**Action item:**
Go through the entries below line by line and count those containing "BatchSize"; the answer is that count alone.

**Provided data:**
---*---

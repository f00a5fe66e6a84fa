/// Compile-time build metadata produced by `build.rs`.
#[derive(Debug, Clone, Copy)]
pub struct BuildMetadata {
    pub version: &'static str,
    pub git_hash: &'static str,
    pub git_status: &'static str,
    pub timestamp: &'static str,
    pub target: &'static str,
    pub profile: &'static str,
    pub rustc: &'static str,
}

/// Returns the statically-embedded build metadata.
pub fn current() -> BuildMetadata {
    BuildMetadata {
        version: env!("CARGO_PKG_VERSION"),
        git_hash: option_env!("FINTRACK_BUILD_HASH").unwrap_or("unknown"),
        git_status: option_env!("FINTRACK_BUILD_STATUS").unwrap_or("unknown"),
        timestamp: option_env!("FINTRACK_BUILD_TIMESTAMP").unwrap_or("unknown"),
        target: option_env!("FINTRACK_BUILD_TARGET").unwrap_or("unknown"),
        profile: option_env!("FINTRACK_BUILD_PROFILE").unwrap_or("unknown"),
        rustc: option_env!("FINTRACK_BUILD_RUSTC").unwrap_or("unknown"),
    }
}

impl BuildMetadata {
    /// One-line description used in the startup log.
    pub fn summary(&self) -> String {
        format!(
            "fintrack {} ({} {}, {} {})",
            self.version, self.git_hash, self.git_status, self.target, self.profile
        )
    }
}
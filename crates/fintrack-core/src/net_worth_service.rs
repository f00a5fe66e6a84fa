use rust_decimal::Decimal;
use serde::Serialize;

use fintrack_domain::{Amounted, Asset, Liability};

#[derive(Debug, Clone, Serialize, PartialEq, Eq)]
pub struct NetWorthSummary {
    pub total_assets: Decimal,
    pub total_liabilities: Decimal,
    pub net_worth: Decimal,
}

impl NetWorthSummary {
    pub fn is_positive(&self) -> bool {
        self.net_worth >= Decimal::ZERO
    }
}

pub struct NetWorthService;

impl NetWorthService {
    /// Assets minus liabilities. Every kind counts at face value.
    pub fn compute(assets: &[Asset], liabilities: &[Liability]) -> NetWorthSummary {
        let total_assets = sum_amounts(assets);
        let total_liabilities = sum_amounts(liabilities);
        NetWorthSummary {
            total_assets,
            total_liabilities,
            net_worth: total_assets - total_liabilities,
        }
    }
}

fn sum_amounts<T: Amounted>(records: &[T]) -> Decimal {
    records
        .iter()
        .fold(Decimal::ZERO, |acc, record| acc + record.amount())
}

#[cfg(test)]
mod tests {
    use super::*;
    use fintrack_domain::{AssetKind, LiabilityKind};
    use rust_decimal_macros::dec;

    #[test]
    fn computes_assets_minus_liabilities() {
        let assets = vec![
            Asset::new("Wallet", dec!(500), AssetKind::Cash),
            Asset::new("House", dec!(1500), AssetKind::Property),
        ];
        let liabilities = vec![Liability::new("Car loan", dec!(800), LiabilityKind::Loan)];
        let summary = NetWorthService::compute(&assets, &liabilities);
        assert_eq!(summary.total_assets, dec!(2000));
        assert_eq!(summary.total_liabilities, dec!(800));
        assert_eq!(summary.net_worth, dec!(1200));
        assert!(summary.is_positive());
    }

    #[test]
    fn liabilities_only_is_negative() {
        let liabilities = vec![Liability::new("Visa", dec!(99.99), LiabilityKind::CreditCard)];
        let summary = NetWorthService::compute(&[], &liabilities);
        assert_eq!(summary.net_worth, dec!(-99.99));
        assert!(!summary.is_positive());
    }
}
use fintrack_config::{Config, ConfigError, ConfigManager};
use tempfile::tempdir;

#[test]
fn default_config_has_non_empty_fields() {
    let cfg = Config::default();

    assert!(!cfg.currency.is_empty());
    assert!(!cfg.locale.is_empty());
    assert_eq!(cfg.decimal_places, 2);
}

#[test]
fn missing_file_loads_defaults() {
    let dir = tempdir().expect("tempdir");
    let manager = ConfigManager::new(dir.path().join("absent.json"));

    let loaded = manager.load().expect("load defaults");
    assert_eq!(loaded, Config::default());
}

#[test]
fn config_manager_persists_and_loads_config() {
    let dir = tempdir().expect("tempdir");
    let manager = ConfigManager::with_base_dir(dir.path().to_path_buf()).expect("manager");

    let mut cfg = Config::default();
    cfg.currency = "EUR".to_string();
    cfg.locale = "de-DE".to_string();
    cfg.decimal_places = 3;
    cfg.log_filter = Some("fintrack_core=debug".to_string());

    manager.save(&cfg).expect("save config");
    let loaded = manager.load().expect("load config");

    assert_eq!(loaded, cfg);
    assert!(manager.config_path().exists());
    assert!(!manager.config_path().with_extension("json.tmp").exists());
}

#[test]
fn corrupt_file_reports_serde_error() {
    let dir = tempdir().expect("tempdir");
    let path = dir.path().join("config.json");
    std::fs::write(&path, "{ not json").expect("write corrupt file");

    let err = ConfigManager::new(path).load().expect_err("corrupt config must fail");
    assert!(matches!(err, ConfigError::Serde(_)), "unexpected error: {err:?}");
}
use std::result::Result as StdResult;

use fintrack_config::ConfigError;
use fintrack_domain::ValidationError;
use thiserror::Error;

/// Unified error type for the application boundary.
#[derive(Debug, Error)]
pub enum FinTrackError {
    #[error("Invalid record: {0}")]
    Validation(#[from] ValidationError),
    #[error("Configuration error: {0}")]
    Config(#[from] ConfigError),
}

pub type Result<T> = StdResult<T, FinTrackError>;
//! Stable, public-facing session API.
//!
//! A [`FinanceSession`] owns one ledger for the lifetime of a user session.
//! Frontends push records in through the `add_*`/`submit_*` calls and read
//! derived views back through the `get_*` calls; every read recomputes from
//! the current collections.

use fintrack_domain::{
    Asset, Ledger, Liability, RecurringTransaction, Transaction, ValidationError,
};

use crate::{
    drafts::{AssetDraft, LiabilityDraft, RecurringDraft, TransactionDraft},
    ledger_service::LedgerService,
    net_worth_service::{NetWorthService, NetWorthSummary},
    recurrence_service::{RecurrenceService, RecurringSummary},
    summary_service::{SummaryService, TransactionSummary},
    time::{Clock, SystemClock},
};

pub struct FinanceSession {
    ledger: Ledger,
    clock: Box<dyn Clock>,
}

impl Default for FinanceSession {
    fn default() -> Self {
        Self::new()
    }
}

impl FinanceSession {
    pub fn new() -> Self {
        Self::with_clock(Box::new(SystemClock))
    }

    pub fn with_clock(clock: Box<dyn Clock>) -> Self {
        Self {
            ledger: LedgerService::create(),
            clock,
        }
    }

    pub fn ledger(&self) -> &Ledger {
        &self.ledger
    }

    pub fn clock(&self) -> &dyn Clock {
        self.clock.as_ref()
    }

    pub fn add_transaction(&mut self, record: Transaction) -> Result<(), ValidationError> {
        LedgerService::add_transaction(&mut self.ledger, record)
    }

    pub fn add_recurring_transaction(
        &mut self,
        record: RecurringTransaction,
    ) -> Result<(), ValidationError> {
        LedgerService::add_recurring(&mut self.ledger, record)
    }

    pub fn add_asset(&mut self, record: Asset) -> Result<(), ValidationError> {
        LedgerService::add_asset(&mut self.ledger, record)
    }

    pub fn add_liability(&mut self, record: Liability) -> Result<(), ValidationError> {
        LedgerService::add_liability(&mut self.ledger, record)
    }

    /// Builds a transaction from form input and appends it, returning the new id.
    pub fn submit_transaction(&mut self, draft: &TransactionDraft) -> Result<String, ValidationError> {
        let record = draft.submit(self.clock.as_ref())?;
        let id = record.id.clone();
        self.add_transaction(record)?;
        Ok(id)
    }

    pub fn submit_recurring(&mut self, draft: &RecurringDraft) -> Result<String, ValidationError> {
        let record = draft.submit()?;
        let id = record.id.clone();
        self.add_recurring_transaction(record)?;
        Ok(id)
    }

    pub fn submit_asset(&mut self, draft: &AssetDraft) -> Result<String, ValidationError> {
        let record = draft.submit()?;
        let id = record.id.clone();
        self.add_asset(record)?;
        Ok(id)
    }

    pub fn submit_liability(&mut self, draft: &LiabilityDraft) -> Result<String, ValidationError> {
        let record = draft.submit()?;
        let id = record.id.clone();
        self.add_liability(record)?;
        Ok(id)
    }

    pub fn get_summary(&self) -> TransactionSummary {
        SummaryService::summarize(self.ledger.transactions())
    }

    pub fn get_recurring_summary(&self) -> RecurringSummary {
        RecurrenceService::summarize(self.ledger.recurring_transactions())
    }

    pub fn get_net_worth(&self) -> NetWorthSummary {
        NetWorthService::compute(self.ledger.assets(), self.ledger.liabilities())
    }

    pub fn transactions(&self) -> &[Transaction] {
        self.ledger.transactions()
    }

    pub fn recurring_transactions(&self) -> &[RecurringTransaction] {
        self.ledger.recurring_transactions()
    }

    pub fn assets(&self) -> &[Asset] {
        self.ledger.assets()
    }

    pub fn liabilities(&self) -> &[Liability] {
        self.ledger.liabilities()
    }
}
use chrono::{Duration, NaiveDate, TimeZone, Utc};
use criterion::{black_box, criterion_group, criterion_main, BatchSize, Criterion};
use fintrack_core::{FinanceSession, FixedClock, RecurrenceService, SummaryService};
use fintrack_domain::{
    Asset, AssetKind, EntryKind, Liability, LiabilityKind, RecurrenceInterval,
    RecurringTransaction, Transaction,
};
use rust_decimal::Decimal;

const CATEGORIES: [&str; 6] = ["Food", "Housing", "Transport", "Salary", "Freelance", "Other"];

fn build_sample_session(txn_count: usize) -> FinanceSession {
    let now = Utc.with_ymd_and_hms(2025, 6, 15, 12, 0, 0).unwrap();
    let mut session = FinanceSession::with_clock(Box::new(FixedClock(now)));
    let start_date = NaiveDate::from_ymd_opt(2025, 1, 1).unwrap();

    for idx in 0..txn_count {
        let kind = if idx % 4 == 0 {
            EntryKind::Income
        } else {
            EntryKind::Expense
        };
        let amount = Decimal::new(5_000 + (idx % 100) as i64 * 25, 2);
        let date = now - Duration::days((idx % 365) as i64);
        session
            .add_transaction(Transaction::new(
                kind,
                amount,
                CATEGORIES[idx % CATEGORIES.len()],
                date,
            ))
            .expect("transaction");
    }

    for idx in 0..txn_count / 10 {
        let interval = RecurrenceInterval::ALL[idx % RecurrenceInterval::ALL.len()];
        let recurring = RecurringTransaction::new(
            EntryKind::Expense,
            Decimal::new(1_999 + idx as i64, 2),
            "Subscriptions",
            interval,
            start_date,
        )
        .with_active(idx % 7 != 0);
        session
            .add_recurring_transaction(recurring)
            .expect("recurring");
    }

    for idx in 0..100i64 {
        let kind = AssetKind::ALL[idx as usize % AssetKind::ALL.len()];
        session
            .add_asset(Asset::new(
                format!("Account {idx}"),
                Decimal::new(100_000 + idx, 2),
                kind,
            ))
            .expect("asset");
        session
            .add_liability(Liability::new(
                format!("Card {idx}"),
                Decimal::new(25_000 + idx, 2),
                LiabilityKind::CreditCard,
            ))
            .expect("liability");
    }

    session
}

fn bench_summaries(c: &mut Criterion) {
    let session = build_sample_session(black_box(10_000));

    c.bench_function("transaction_summary_10k", |b| {
        b.iter(|| black_box(session.get_summary()))
    });

    c.bench_function("category_totals_expense_10k", |b| {
        b.iter(|| {
            black_box(SummaryService::category_totals(
                session.transactions(),
                EntryKind::Expense,
            ))
        })
    });

    c.bench_function("recurring_monthly_total_1k", |b| {
        b.iter(|| {
            black_box(RecurrenceService::monthly_total(
                session.recurring_transactions(),
                EntryKind::Expense,
            ))
        })
    });

    c.bench_function("net_worth", |b| b.iter(|| black_box(session.get_net_worth())));
}

fn bench_ledger(c: &mut Criterion) {
    c.bench_function("build_session_1k", |b| {
        b.iter_batched(
            || 1_000,
            |count| black_box(build_sample_session(count)),
            BatchSize::SmallInput,
        )
    });

    let session = build_sample_session(10_000);
    c.bench_function("ledger_snapshot_json_10k", |b| {
        b.iter(|| {
            let json = serde_json::to_string(session.ledger()).expect("serialize ledger");
            black_box(json);
        })
    });
}

criterion_group!(benches, bench_summaries, bench_ledger);
criterion_main!(benches);
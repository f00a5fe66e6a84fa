//! fintrack-domain
//!
//! Pure record types (Transaction, RecurringTransaction, Asset, Liability) and
//! the append-only Ledger that stores them. No I/O, no logging, no aggregation.

pub mod asset;
pub mod common;
pub mod ledger;
pub mod liability;
pub mod recurring;
pub mod transaction;
pub mod validation;

pub use asset::*;
pub use common::*;
pub use ledger::*;
pub use liability::*;
pub use recurring::*;
pub use transaction::*;
pub use validation::*;
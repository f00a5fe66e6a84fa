//! Per-category totals and net balance over one-off transactions.

use std::collections::HashMap;

use rust_decimal::Decimal;
use serde::Serialize;

use fintrack_domain::{EntryKind, Transaction};

/// Sum of all amounts observed for one category.
#[derive(Debug, Clone, Serialize, PartialEq, Eq)]
pub struct CategoryTotal {
    pub category: String,
    pub amount: Decimal,
}

/// Aggregated view of the transaction collection.
#[derive(Debug, Clone, Serialize, PartialEq, Eq)]
pub struct TransactionSummary {
    pub income_by_category: Vec<CategoryTotal>,
    pub expense_by_category: Vec<CategoryTotal>,
    pub total_income: Decimal,
    pub total_expense: Decimal,
    pub net_balance: Decimal,
}

impl TransactionSummary {
    /// `true` when income covers expenses.
    pub fn is_surplus(&self) -> bool {
        self.net_balance >= Decimal::ZERO
    }
}

/// Pure aggregations over snapshots of the transaction collection.
///
/// See also: [`TransactionSummary`] for the combined view.
pub struct SummaryService;

impl SummaryService {
    /// Groups transactions of `kind` by exact category string and sums each group.
    ///
    /// Categories are emitted in first-seen order. Callers needing another
    /// order sort downstream, e.g. with [`SummaryService::sort_by_amount`].
    pub fn category_totals(transactions: &[Transaction], kind: EntryKind) -> Vec<CategoryTotal> {
        let mut positions: HashMap<&str, usize> = HashMap::new();
        let mut totals: Vec<CategoryTotal> = Vec::new();
        for txn in transactions.iter().filter(|txn| txn.kind == kind) {
            match positions.get(txn.category.as_str()) {
                Some(&idx) => totals[idx].amount += txn.amount,
                None => {
                    positions.insert(txn.category.as_str(), totals.len());
                    totals.push(CategoryTotal {
                        category: txn.category.clone(),
                        amount: txn.amount,
                    });
                }
            }
        }
        totals
    }

    /// Sum of every amount of `kind`, independent of category grouping.
    pub fn total_of(transactions: &[Transaction], kind: EntryKind) -> Decimal {
        transactions
            .iter()
            .filter(|txn| txn.kind == kind)
            .fold(Decimal::ZERO, |acc, txn| acc + txn.amount)
    }

    pub fn net_balance(transactions: &[Transaction]) -> Decimal {
        Self::total_of(transactions, EntryKind::Income)
            - Self::total_of(transactions, EntryKind::Expense)
    }

    pub fn summarize(transactions: &[Transaction]) -> TransactionSummary {
        let total_income = Self::total_of(transactions, EntryKind::Income);
        let total_expense = Self::total_of(transactions, EntryKind::Expense);
        TransactionSummary {
            income_by_category: Self::category_totals(transactions, EntryKind::Income),
            expense_by_category: Self::category_totals(transactions, EntryKind::Expense),
            total_income,
            total_expense,
            net_balance: total_income - total_expense,
        }
    }

    /// Orders totals by descending amount, ties broken by category name.
    pub fn sort_by_amount(totals: &mut [CategoryTotal]) {
        totals.sort_by(|a, b| {
            b.amount
                .cmp(&a.amount)
                .then_with(|| a.category.cmp(&b.category))
        });
    }
}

---*---

**Solved problem:**
2